Source: OPEC 1/14/2013, Location: Asia

In October, total commercial oil stocks in Japan increased for the second consecutive month, by 1.6 mb, to stand at 183.0 mb, the highest level since the end of December 2008. With this build, inventories widened the surplus with last year to 2.7% from 1.4% a month earlier, while remained around 1.9 mb or 1.1% above the five-year average. The total stock-build came solely from products, which increased by 3.1 mb, while crude declined by 1.5 mb.

Japanese commercial crude oil stocks declined by 1.5 mb, reversing the build of last month, and ended October at 102.6 mb. At this level, they were 1.6 mb above the same time a year ago and 3.6 mb above the seasonal average. The stock-draw came as crude imports decreased by more than 300,000 b/d or 8.5% from a month earlier. At 3.3 mb/d, Japanese crude imports were also 3.6% lower than a year ago at the same time. Lower crude throughputs limited a further draw in October. Indeed, crude throughputs fell by around 150,000 b/d or 4.5% to stand at 3.1 mb/d, and were 1.1% below the same period a year ago. Japanese refineries were running at 69.4%, which was 3.3 pp lower than in the previous month and 0.1 pp below the same period last year. Direct crude burning in power plants fell by 2.8% to end October at around 241,750 b/d, but they still showed an increase of 9.7% when compared with the same period last year.

Japan’s total product inventories continued their upward trend, rising for the seventh consecutive month, by 3.1 mb, to end October at 80.3 mb, the highest level since December 2008. With this build, they switched the deficit of 2.2% of last month to a surplus of 4.0%. However, the deficit with the seasonal average remained at 2.0%. The build in total products came as total oil product sales in October fell for the first time in 11 months, as warmer temperatures curbed the demand for heating fuel. Within products, the bulk of the build came from distillates and naphtha, as other products remained almost unchanged. Distillate stocks continued their upward trend, increasing by 1.6 mb to end October at 37.5 mb, the highest level since November 2011. Despite this build, they still showed a deficit of 1.0 mb or 1.4%, compared with the five-year average, but they were 0.4 mb or 1.0% higher than the same period a year ago. Within the distillate components, all products saw a build. Kerosene stocks rose by 5.1%, reflecting lower domestic sales due to the unusually hot weather in October. Jet fuel inventories also rose by 2.2%, driven by a fall of 5.0% in domestic consumption, combined with a 23.4% decline in exports. Gasoil stocks increased by 4.5%, supported by a huge decline in exports and higher output.

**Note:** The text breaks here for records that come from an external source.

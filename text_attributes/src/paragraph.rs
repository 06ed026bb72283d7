// Copyright 2025 the Text Attributes Authors
// SPDX-License-Identifier: Apache-2.0 OR MIT

//! Paragraph-level formatting.
//!
//! A [`ParagraphStyle`] is stored as a single attribute value, but callers usually want to change
//! one of its fields at a time. [`ParagraphStyle::derive`] does that without touching the style
//! it started from: the result is a fresh record equal to the base except for the one field named
//! by the [`ParagraphField`].

use crate::InvalidRawValue;

/// Horizontal alignment of the lines in a paragraph.
#[derive(Clone, Copy, Debug, PartialEq, Eq, Hash, Default)]
#[repr(u8)]
pub enum TextAlignment {
    /// Align to the left edge.
    Left = 0,
    /// Center each line.
    Center = 1,
    /// Align to the right edge.
    Right = 2,
    /// Stretch lines to fill the full width, except the last one.
    Justified = 3,
    /// Align according to the writing direction of the text.
    #[default]
    Natural = 4,
}

impl TextAlignment {
    /// Returns the maximum raw value for known variants.
    pub const MAX_VALUE: u8 = Self::Natural as u8;

    /// Returns the raw value used by host text systems.
    pub const fn to_raw(self) -> u8 {
        self as u8
    }
}

impl TryFrom<u8> for TextAlignment {
    type Error = InvalidRawValue;

    fn try_from(raw: u8) -> Result<Self, Self::Error> {
        Ok(match raw {
            0 => Self::Left,
            1 => Self::Center,
            2 => Self::Right,
            3 => Self::Justified,
            4 => Self::Natural,
            _ => return Err(InvalidRawValue::new("TextAlignment", raw.into())),
        })
    }
}

/// What happens to a line that does not fit the available width.
#[derive(Clone, Copy, Debug, PartialEq, Eq, Hash, Default)]
#[repr(u8)]
pub enum LineBreakMode {
    /// Wrap at word boundaries.
    #[default]
    WordWrapping = 0,
    /// Wrap at any character.
    CharWrapping = 1,
    /// Cut the line off at the edge.
    Clipping = 2,
    /// Elide the start of the line.
    TruncatingHead = 3,
    /// Elide the end of the line.
    TruncatingTail = 4,
    /// Elide the middle of the line.
    TruncatingMiddle = 5,
}

impl LineBreakMode {
    /// Returns the maximum raw value for known variants.
    pub const MAX_VALUE: u8 = Self::TruncatingMiddle as u8;

    /// Returns the raw value used by host text systems.
    pub const fn to_raw(self) -> u8 {
        self as u8
    }
}

impl TryFrom<u8> for LineBreakMode {
    type Error = InvalidRawValue;

    fn try_from(raw: u8) -> Result<Self, Self::Error> {
        Ok(match raw {
            0 => Self::WordWrapping,
            1 => Self::CharWrapping,
            2 => Self::Clipping,
            3 => Self::TruncatingHead,
            4 => Self::TruncatingTail,
            5 => Self::TruncatingMiddle,
            _ => return Err(InvalidRawValue::new("LineBreakMode", raw.into())),
        })
    }
}

/// The base writing direction of a paragraph.
#[derive(Clone, Copy, Debug, PartialEq, Eq, Hash, Default)]
#[repr(i8)]
pub enum WritingDirection {
    /// Use the direction implied by the text content.
    #[default]
    Natural = -1,
    /// Left-to-right.
    LeftToRight = 0,
    /// Right-to-left.
    RightToLeft = 1,
}

impl WritingDirection {
    /// Returns the raw value used by host text systems.
    pub const fn to_raw(self) -> i8 {
        self as i8
    }
}

impl TryFrom<i8> for WritingDirection {
    type Error = InvalidRawValue;

    fn try_from(raw: i8) -> Result<Self, Self::Error> {
        Ok(match raw {
            -1 => Self::Natural,
            0 => Self::LeftToRight,
            1 => Self::RightToLeft,
            _ => return Err(InvalidRawValue::new("WritingDirection", raw.into())),
        })
    }
}

/// Paragraph-level formatting, stored under [`AttributeKey::ParagraphStyle`].
///
/// Every field always holds a value; a style that was never customized equals
/// [`ParagraphStyle::DEFAULT`]. The type is `Copy`, so a style read out of one
/// [`AttributeSet`](crate::AttributeSet) can never be changed through another.
///
/// [`AttributeKey::ParagraphStyle`]: crate::AttributeKey::ParagraphStyle
#[derive(Clone, Copy, Debug, PartialEq)]
pub struct ParagraphStyle {
    /// Extra space between lines, in points.
    pub line_spacing: f64,
    /// Space after the paragraph, in points.
    pub paragraph_spacing: f64,
    /// Space before the paragraph, in points.
    pub paragraph_spacing_before: f64,
    /// Horizontal alignment.
    pub alignment: TextAlignment,
    /// Indent of the first line from the leading margin.
    pub first_line_head_indent: f64,
    /// Indent of the other lines from the leading margin.
    pub head_indent: f64,
    /// Trailing indent. Positive values are measured from the leading margin,
    /// zero or negative values from the trailing margin.
    pub tail_indent: f64,
    /// Handling of lines that are too long.
    pub line_break_mode: LineBreakMode,
    /// Lower bound on line height, `0.0` for none.
    pub minimum_line_height: f64,
    /// Upper bound on line height, `0.0` for none.
    pub maximum_line_height: f64,
    /// Multiplier applied to the natural line height, `0.0` for none.
    pub line_height_multiple: f64,
    /// Base writing direction.
    pub base_writing_direction: WritingDirection,
    /// Hyphenation threshold between `0.0` (off) and `1.0`.
    pub hyphenation_factor: f32,
}

impl ParagraphStyle {
    /// The default paragraph style.
    pub const DEFAULT: Self = Self {
        line_spacing: 0.0,
        paragraph_spacing: 0.0,
        paragraph_spacing_before: 0.0,
        alignment: TextAlignment::Natural,
        first_line_head_indent: 0.0,
        head_indent: 0.0,
        tail_indent: 0.0,
        line_break_mode: LineBreakMode::WordWrapping,
        minimum_line_height: 0.0,
        maximum_line_height: 0.0,
        line_height_multiple: 0.0,
        base_writing_direction: WritingDirection::Natural,
        hyphenation_factor: 0.0,
    };

    /// Returns a style equal to `self` except for the one field named by `field`.
    ///
    /// ```
    /// use text_attributes::{ParagraphField, ParagraphStyle, TextAlignment};
    ///
    /// let base = ParagraphStyle::DEFAULT.derive(ParagraphField::LineSpacing(4.0));
    /// let centered = base.derive(ParagraphField::Alignment(TextAlignment::Center));
    ///
    /// assert_eq!(centered.line_spacing, 4.0);
    /// assert_eq!(centered.alignment, TextAlignment::Center);
    /// assert_eq!(base.alignment, TextAlignment::Natural);
    /// ```
    #[must_use]
    pub fn derive(self, field: ParagraphField) -> Self {
        match field {
            ParagraphField::LineSpacing(line_spacing) => Self {
                line_spacing,
                ..self
            },
            ParagraphField::ParagraphSpacing(paragraph_spacing) => Self {
                paragraph_spacing,
                ..self
            },
            ParagraphField::ParagraphSpacingBefore(paragraph_spacing_before) => Self {
                paragraph_spacing_before,
                ..self
            },
            ParagraphField::Alignment(alignment) => Self { alignment, ..self },
            ParagraphField::FirstLineHeadIndent(first_line_head_indent) => Self {
                first_line_head_indent,
                ..self
            },
            ParagraphField::HeadIndent(head_indent) => Self {
                head_indent,
                ..self
            },
            ParagraphField::TailIndent(tail_indent) => Self {
                tail_indent,
                ..self
            },
            ParagraphField::LineBreakMode(line_break_mode) => Self {
                line_break_mode,
                ..self
            },
            ParagraphField::MinimumLineHeight(minimum_line_height) => Self {
                minimum_line_height,
                ..self
            },
            ParagraphField::MaximumLineHeight(maximum_line_height) => Self {
                maximum_line_height,
                ..self
            },
            ParagraphField::LineHeightMultiple(line_height_multiple) => Self {
                line_height_multiple,
                ..self
            },
            ParagraphField::BaseWritingDirection(base_writing_direction) => Self {
                base_writing_direction,
                ..self
            },
            ParagraphField::HyphenationFactor(hyphenation_factor) => Self {
                hyphenation_factor,
                ..self
            },
        }
    }

    /// Applies each field in order, later fields overriding earlier ones.
    #[must_use]
    pub fn derive_all<I>(self, fields: I) -> Self
    where
        I: IntoIterator<Item = ParagraphField>,
    {
        fields.into_iter().fold(self, Self::derive)
    }

    /// Pins both line-height bounds to `line_height`.
    #[must_use]
    pub fn uniform_line_height(self, line_height: f64) -> Self {
        self.derive(ParagraphField::MaximumLineHeight(line_height))
            .derive(ParagraphField::MinimumLineHeight(line_height))
    }

    /// Returns `true` if every field holds its default value.
    pub fn is_default(&self) -> bool {
        *self == Self::DEFAULT
    }
}

impl Default for ParagraphStyle {
    fn default() -> Self {
        Self::DEFAULT
    }
}

/// A single paragraph style field together with its new value.
///
/// Used with [`ParagraphStyle::derive`] and [`AttributeSet::paragraph`](crate::AttributeSet::paragraph).
#[derive(Clone, Copy, Debug, PartialEq)]
pub enum ParagraphField {
    /// Sets [`ParagraphStyle::line_spacing`].
    LineSpacing(f64),
    /// Sets [`ParagraphStyle::paragraph_spacing`].
    ParagraphSpacing(f64),
    /// Sets [`ParagraphStyle::paragraph_spacing_before`].
    ParagraphSpacingBefore(f64),
    /// Sets [`ParagraphStyle::alignment`].
    Alignment(TextAlignment),
    /// Sets [`ParagraphStyle::first_line_head_indent`].
    FirstLineHeadIndent(f64),
    /// Sets [`ParagraphStyle::head_indent`].
    HeadIndent(f64),
    /// Sets [`ParagraphStyle::tail_indent`].
    TailIndent(f64),
    /// Sets [`ParagraphStyle::line_break_mode`].
    LineBreakMode(LineBreakMode),
    /// Sets [`ParagraphStyle::minimum_line_height`].
    MinimumLineHeight(f64),
    /// Sets [`ParagraphStyle::maximum_line_height`].
    MaximumLineHeight(f64),
    /// Sets [`ParagraphStyle::line_height_multiple`].
    LineHeightMultiple(f64),
    /// Sets [`ParagraphStyle::base_writing_direction`].
    BaseWritingDirection(WritingDirection),
    /// Sets [`ParagraphStyle::hyphenation_factor`].
    HyphenationFactor(f32),
}

#[cfg(test)]
mod tests {
    use super::{
        LineBreakMode, ParagraphField, ParagraphStyle, TextAlignment, WritingDirection,
    };

    #[test]
    fn derive_changes_only_the_named_field() {
        let style = ParagraphStyle::DEFAULT.derive(ParagraphField::HeadIndent(12.0));
        assert_eq!(
            style,
            ParagraphStyle {
                head_indent: 12.0,
                ..ParagraphStyle::DEFAULT
            }
        );
    }

    #[test]
    fn derive_leaves_base_untouched() {
        let base = ParagraphStyle::DEFAULT.derive(ParagraphField::LineSpacing(3.0));
        let left = base.derive(ParagraphField::Alignment(TextAlignment::Left));
        let right = base.derive(ParagraphField::Alignment(TextAlignment::Right));

        assert_eq!(base.alignment, TextAlignment::Natural);
        assert_eq!(left.alignment, TextAlignment::Left);
        assert_eq!(right.alignment, TextAlignment::Right);
        assert_eq!(left.line_spacing, 3.0);
        assert_eq!(right.line_spacing, 3.0);
        assert!(ParagraphStyle::DEFAULT.is_default());
    }

    #[test]
    fn every_field_is_reachable() {
        let style = ParagraphStyle::DEFAULT.derive_all([
            ParagraphField::LineSpacing(1.0),
            ParagraphField::ParagraphSpacing(2.0),
            ParagraphField::ParagraphSpacingBefore(3.0),
            ParagraphField::Alignment(TextAlignment::Justified),
            ParagraphField::FirstLineHeadIndent(4.0),
            ParagraphField::HeadIndent(5.0),
            ParagraphField::TailIndent(-6.0),
            ParagraphField::LineBreakMode(LineBreakMode::TruncatingTail),
            ParagraphField::MinimumLineHeight(7.0),
            ParagraphField::MaximumLineHeight(8.0),
            ParagraphField::LineHeightMultiple(1.5),
            ParagraphField::BaseWritingDirection(WritingDirection::RightToLeft),
            ParagraphField::HyphenationFactor(0.5),
        ]);
        let expected = ParagraphStyle {
            line_spacing: 1.0,
            paragraph_spacing: 2.0,
            paragraph_spacing_before: 3.0,
            alignment: TextAlignment::Justified,
            first_line_head_indent: 4.0,
            head_indent: 5.0,
            tail_indent: -6.0,
            line_break_mode: LineBreakMode::TruncatingTail,
            minimum_line_height: 7.0,
            maximum_line_height: 8.0,
            line_height_multiple: 1.5,
            base_writing_direction: WritingDirection::RightToLeft,
            hyphenation_factor: 0.5,
        };
        assert_eq!(style, expected);
    }

    #[test]
    fn derive_all_is_last_wins() {
        let style = ParagraphStyle::DEFAULT.derive_all([
            ParagraphField::TailIndent(1.0),
            ParagraphField::TailIndent(2.0),
        ]);
        assert_eq!(style.tail_indent, 2.0);
    }

    #[test]
    fn uniform_line_height_sets_both_bounds() {
        let style = ParagraphStyle::DEFAULT
            .derive(ParagraphField::LineSpacing(2.0))
            .uniform_line_height(20.0);
        assert_eq!(style.minimum_line_height, 20.0);
        assert_eq!(style.maximum_line_height, 20.0);
        assert_eq!(style.line_spacing, 2.0);
    }

    #[test]
    fn raw_values_round_trip() {
        for raw in 0..=TextAlignment::MAX_VALUE {
            let alignment = TextAlignment::try_from(raw).expect("known alignment");
            assert_eq!(alignment.to_raw(), raw);
        }
        for raw in 0..=LineBreakMode::MAX_VALUE {
            let mode = LineBreakMode::try_from(raw).expect("known line break mode");
            assert_eq!(mode.to_raw(), raw);
        }
        for raw in -1..=1_i8 {
            let direction = WritingDirection::try_from(raw).expect("known direction");
            assert_eq!(direction.to_raw(), raw);
        }
    }

    #[test]
    fn unknown_raw_values_are_rejected() {
        let err = TextAlignment::try_from(5).unwrap_err();
        assert_eq!(err.type_name(), "TextAlignment");
        assert_eq!(err.value(), 5);
        assert!(LineBreakMode::try_from(6).is_err());
        assert_eq!(WritingDirection::try_from(-2).unwrap_err().value(), -2);
    }

    #[test]
    fn defaults_match_default_style() {
        let style = ParagraphStyle::default();
        assert_eq!(style.alignment, TextAlignment::default());
        assert_eq!(style.line_break_mode, LineBreakMode::default());
        assert_eq!(style.base_writing_direction, WritingDirection::default());
    }
}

Naphtha inventories saw an increase of 1.7 mb, ending October at 11.6 mb. At this level, they were 0.3 mb or 2.5% higher than a year ago, but still 0.9 mb or 7.3% lower than the five-year average. The build in naphtha stocks came from higher production, as this increased by 5.9%. Residual fuel oil stocks fell slightly, ending October at 17.1 mb and showing a surplus of 1.0 mb or 6% with a year ago; but they were 0.5 mb or 2.8% below the five-year average. Within the components of fuel oil, fuel oil A fell by 1.7%, while fuel oil B.C stocks remained almost unchanged. Lower production, combined with higher domestic sales, was behind the decline in fuel oil A inventories.

Gasoline stocks remained unchanged from the previous month and ended October at 14.1 mb. At this level, they were 1.5 mb or 11.9% higher than a year ago, representing a surplus of 1.1 mb or 8.7% with the seasonal average.